Start of Records to use
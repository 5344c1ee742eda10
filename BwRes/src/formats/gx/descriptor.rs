//! GX vertex descriptor
//!
//! The descriptor is a 33-bit mask assembled from two CP register loads.
//! Bits `0..17` come from register `0x50`, bits `17..33` from register `0x60`:
//!
//! ```text
//! bit  0        position/normal matrix index  (1 bit, present = direct u8)
//! bits 1..=8    texture matrix index 0..7     (1 bit each, present = direct u8)
//! bits 9..=10   position                      (2 bit format)
//! bits 11..=12  normal
//! bits 13..=14  color 0
//! bits 15..=16  color 1
//! bits 17..=32  texture coordinate 0..7       (2 bit format each)
//! ```

use std::fmt;

/// Bits owned by the low register (`0x50`).
pub const LOW_MASK: u64 = 0x1FFFF;

/// Number of texture-coordinate (and texture-matrix) slots.
pub const TEX_SLOTS: usize = 8;

/// One logical per-vertex attribute slot, in stream order.
#[derive(Debug, Clone, Copy, PartialEq, Eq, Hash)]
pub enum Attribute {
    PositionMatrixIndex,
    TexMatrixIndex(u8),
    Position,
    Normal,
    Color(u8),
    TexCoord(u8),
}

impl Attribute {
    /// Every slot in the order the display list interleaves them.
    pub const ORDER: [Attribute; 21] = [
        Attribute::PositionMatrixIndex,
        Attribute::TexMatrixIndex(0),
        Attribute::TexMatrixIndex(1),
        Attribute::TexMatrixIndex(2),
        Attribute::TexMatrixIndex(3),
        Attribute::TexMatrixIndex(4),
        Attribute::TexMatrixIndex(5),
        Attribute::TexMatrixIndex(6),
        Attribute::TexMatrixIndex(7),
        Attribute::Position,
        Attribute::Normal,
        Attribute::Color(0),
        Attribute::Color(1),
        Attribute::TexCoord(0),
        Attribute::TexCoord(1),
        Attribute::TexCoord(2),
        Attribute::TexCoord(3),
        Attribute::TexCoord(4),
        Attribute::TexCoord(5),
        Attribute::TexCoord(6),
        Attribute::TexCoord(7),
    ];

    /// Matrix index slots are a single presence bit and always a direct byte.
    #[must_use]
    pub fn is_matrix_index(self) -> bool {
        matches!(self, Attribute::PositionMatrixIndex | Attribute::TexMatrixIndex(_))
    }

    /// First bit of this slot's field in the descriptor.
    fn shift(self) -> u32 {
        match self {
            Attribute::PositionMatrixIndex => 0,
            Attribute::TexMatrixIndex(i) => 1 + u32::from(i),
            Attribute::Position => 9,
            Attribute::Normal => 11,
            Attribute::Color(i) => 13 + 2 * u32::from(i),
            Attribute::TexCoord(i) => 17 + 2 * u32::from(i),
        }
    }
}

impl fmt::Display for Attribute {
    fn fmt(&self, f: &mut fmt::Formatter<'_>) -> fmt::Result {
        match self {
            Attribute::PositionMatrixIndex => write!(f, "PNMTXIDX"),
            Attribute::TexMatrixIndex(i) => write!(f, "TEX{i}MTXIDX"),
            Attribute::Position => write!(f, "POS"),
            Attribute::Normal => write!(f, "NRM"),
            Attribute::Color(i) => write!(f, "CLR{i}"),
            Attribute::TexCoord(i) => write!(f, "TEX{i}"),
        }
    }
}

/// How an attribute is carried in the display list.
#[derive(Debug, Clone, Copy, PartialEq, Eq)]
pub enum AttributeFormat {
    None,
    Direct,
    Index8,
    Index16,
}

impl AttributeFormat {
    fn from_bits(bits: u64) -> Self {
        match bits & 0b11 {
            0 => AttributeFormat::None,
            1 => AttributeFormat::Direct,
            2 => AttributeFormat::Index8,
            _ => AttributeFormat::Index16,
        }
    }
}

/// Running vertex descriptor state for one node's geometry.
#[derive(Debug, Clone, Copy, Default, PartialEq, Eq)]
pub struct VertexDescriptor {
    bits: u64,
}

impl VertexDescriptor {
    #[must_use]
    pub fn new() -> Self {
        Self::default()
    }

    #[must_use]
    pub fn from_value(bits: u64) -> Self {
        Self { bits }
    }

    #[must_use]
    pub fn value(&self) -> u64 {
        self.bits
    }

    /// Register `0x50`: replaces the low 17 bits.
    ///
    /// The value is OR-ed in whole, so stray bits above 17 land in the high
    /// half exactly as the hardware register pair would combine them.
    pub fn load_low(&mut self, value: u32) {
        self.bits = (self.bits & !LOW_MASK) | u64::from(value);
    }

    /// Register `0x60`: replaces everything above the low 17 bits.
    pub fn load_high(&mut self, value: u32) {
        self.bits = (self.bits & LOW_MASK) | (u64::from(value) << 17);
    }

    #[must_use]
    pub fn format(&self, attribute: Attribute) -> AttributeFormat {
        let field = self.bits >> attribute.shift();
        if attribute.is_matrix_index() {
            if field & 1 == 1 {
                AttributeFormat::Direct
            } else {
                AttributeFormat::None
            }
        } else {
            AttributeFormat::from_bits(field)
        }
    }

    /// Present slots and their formats, in stream order.
    pub fn active_attributes(&self) -> impl Iterator<Item = (Attribute, AttributeFormat)> + '_ {
        Attribute::ORDER
            .iter()
            .map(|&attribute| (attribute, self.format(attribute)))
            .filter(|(_, format)| *format != AttributeFormat::None)
    }
}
End of Records to use
Provide an exact copy of all the material.

- Answer area
repository 5344c1ee742eda10
filename BwRes/src/formats/gx/descriptor.rs
//! GX vertex descriptor
//!
//! The descriptor is a 33-bit mask assembled from two CP register loads.
//! Bits `0..17` come from register `0x50`, bits `17..33` from register `0x60`:
//!
//! ```text
//! bit  0        position/normal matrix index  (1 bit, present = direct u8)
//! bits 1..=8    texture matrix index 0..7     (1 bit each, present = direct u8)
//! bits 9..=10   position                      (2 bit format)
//! bits 11..=12  normal
//! bits 13..=14  color 0
//! bits 15..=16  color 1
//! bits 17..=32  texture coordinate 0..7       (2 bit format each)
//! ```

use std::fmt;

/// Bits owned by the low register (`0x50`).
pub const LOW_MASK: u64 = 0x1FFFF;

/// Number of texture-coordinate (and texture-matrix) slots.
pub const TEX_SLOTS: usize = 8;

/// One logical per-vertex attribute slot, in stream order.
#[derive(Debug, Clone, Copy, PartialEq, Eq, Hash)]
pub enum Attribute {
    PositionMatrixIndex,
    TexMatrixIndex(u8),
    Position,
    Normal,
    Color(u8),
    TexCoord(u8),
}

impl Attribute {
    /// Every slot in the order the display list interleaves them.
    pub const ORDER: [Attribute; 21] = [
        Attribute::PositionMatrixIndex,
        Attribute::TexMatrixIndex(0),
        Attribute::TexMatrixIndex(1),
        Attribute::TexMatrixIndex(2),
        Attribute::TexMatrixIndex(3),
        Attribute::TexMatrixIndex(4),
        Attribute::TexMatrixIndex(5),
        Attribute::TexMatrixIndex(6),
        Attribute::TexMatrixIndex(7),
        Attribute::Position,
        Attribute::Normal,
        Attribute::Color(0),
        Attribute::Color(1),
        Attribute::TexCoord(0),
        Attribute::TexCoord(1),
        Attribute::TexCoord(2),
        Attribute::TexCoord(3),
        Attribute::TexCoord(4),
        Attribute::TexCoord(5),
        Attribute::TexCoord(6),
        Attribute::TexCoord(7),
    ];

    /// Matrix index slots are a single presence bit and always a direct byte.
    #[must_use]
    pub fn is_matrix_index(self) -> bool {
        matches!(self, Attribute::PositionMatrixIndex | Attribute::TexMatrixIndex(_))
    }

    /// First bit of this slot's field in the descriptor.
    fn shift(self) -> u32 {
        match self {
            Attribute::PositionMatrixIndex => 0,
            Attribute::TexMatrixIndex(i) => 1 + u32::from(i),
            Attribute::Position => 9,
            Attribute::Normal => 11,
            Attribute::Color(i) => 13 + 2 * u32::from(i),
            Attribute::TexCoord(i) => 17 + 2 * u32::from(i),
        }
    }
}

impl fmt::Display for Attribute {
    fn fmt(&self, f: &mut fmt::Formatter<'_>) -> fmt::Result {
        match self {
            Attribute::PositionMatrixIndex => write!(f, "PNMTXIDX"),
            Attribute::TexMatrixIndex(i) => write!(f, "TEX{i}MTXIDX"),
            Attribute::Position => write!(f, "POS"),
            Attribute::Normal => write!(f, "NRM"),
            Attribute::Color(i) => write!(f, "CLR{i}"),
            Attribute::TexCoord(i) => write!(f, "TEX{i}"),
        }
    }
}

/// How an attribute is carried in the display list.
#[derive(Debug, Clone, Copy, PartialEq, Eq)]
pub enum AttributeFormat {
    None,
    Direct,
    Index8,
    Index16,
}

impl AttributeFormat {
    fn from_bits(bits: u64) -> Self {
        match bits & 0b11 {
            0 => AttributeFormat::None,
            1 => AttributeFormat::Direct,
            2 => AttributeFormat::Index8,
            _ => AttributeFormat::Index16,
        }
    }
}

/// Running vertex descriptor state for one node's geometry.
#[derive(Debug, Clone, Copy, Default, PartialEq, Eq)]
pub struct VertexDescriptor {
    bits: u64,
}

impl VertexDescriptor {
    #[must_use]
    pub fn new() -> Self {
        Self::default()
    }

    #[must_use]
    pub fn from_value(bits: u64) -> Self {
        Self { bits }
    }

    #[must_use]
    pub fn value(&self) -> u64 {
        self.bits
    }

    /// Register `0x50`: replaces the low 17 bits.
    ///
    /// The value is OR-ed in whole, so stray bits above 17 land in the high
    /// half exactly as the hardware register pair would combine them.
    pub fn load_low(&mut self, value: u32) {
        self.bits = (self.bits & !LOW_MASK) | u64::from(value);
    }

    /// Register `0x60`: replaces everything above the low 17 bits.
    pub fn load_high(&mut self, value: u32) {
        self.bits = (self.bits & LOW_MASK) | (u64::from(value) << 17);
    }

    #[must_use]
    pub fn format(&self, attribute: Attribute) -> AttributeFormat {
        let field = self.bits >> attribute.shift();
        if attribute.is_matrix_index() {
            if field & 1 == 1 {
                AttributeFormat::Direct
            } else {
                AttributeFormat::None
            }
        } else {
            AttributeFormat::from_bits(field)
        }
    }

    /// Present slots and their formats, in stream order.
    pub fn active_attributes(&self) -> impl Iterator<Item = (Attribute, AttributeFormat)> + '_ {
        Attribute::ORDER
            .iter()
            .map(|&attribute| (attribute, self.format(attribute)))
            .filter(|(_, format)| *format != AttributeFormat::None)
    }
}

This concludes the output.